## What is expected
Take each line of the material that includes "JsonRejection" and copy it.

## Data in this exercise

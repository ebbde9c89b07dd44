use axum::{
    Json,
    extract::{ConnectInfo, State, rejection::JsonRejection},
};
use std::net::SocketAddr;
use std::sync::Arc;
use std::time::Instant;

use crate::error::ApiError;
use crate::metrics::{QUOTA_REJECTIONS, REQUEST_LATENCY, REQUEST_TOTAL, UPSTREAM_FAILURES};
use crate::models::{HumanizeRequest, HumanizeResponse};
use crate::state::AppState;
use crate::validate::validate;

// quota -> validation -> upstream rewrite -> response shaping
pub async fn humanize_handler(
    State(state): State<Arc<AppState>>,
    ConnectInfo(addr): ConnectInfo<SocketAddr>,
    payload: Result<Json<HumanizeRequest>, JsonRejection>,
) -> Result<Json<HumanizeResponse>, ApiError> {
    REQUEST_TOTAL.inc();
    let client = addr.ip().to_string();

    if !state.quota.admit(&client) {
        QUOTA_REJECTIONS.inc();
        tracing::warn!(client = %client, "Daily quota exhausted");
        return Err(ApiError::QuotaExceeded);
    }

    let Json(request) = payload.map_err(|rejection| {
        let message = rejection.body_text();
        tracing::warn!(client = %client, error = %message, "Rejected request body");
        ApiError::InvalidBody(message)
    })?;
    let valid = validate(request.text.as_deref()).inspect_err(|e| {
        tracing::warn!(client = %client, error = %e, "Rejected humanize input");
    })?;

    let start_time = Instant::now();
    tracing::debug!(client = %client, words = valid.word_count, "Humanizing text");

    let result = state.rewriter.rewrite(valid.text).await;
    REQUEST_LATENCY.observe(start_time.elapsed().as_secs_f64());

    let rewritten = result.inspect_err(|e| {
        UPSTREAM_FAILURES.with_label_values(&[e.kind()]).inc();
        tracing::error!(client = %client, kind = e.kind(), error = ?e, "Upstream rewrite failed");
    })?;

    Ok(Json(HumanizeResponse::shape(valid.text, &rewritten)))
}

## Exercise response
    extract::{ConnectInfo, State, rejection::JsonRejection},
    payload: Result<Json<HumanizeRequest>, JsonRejection>,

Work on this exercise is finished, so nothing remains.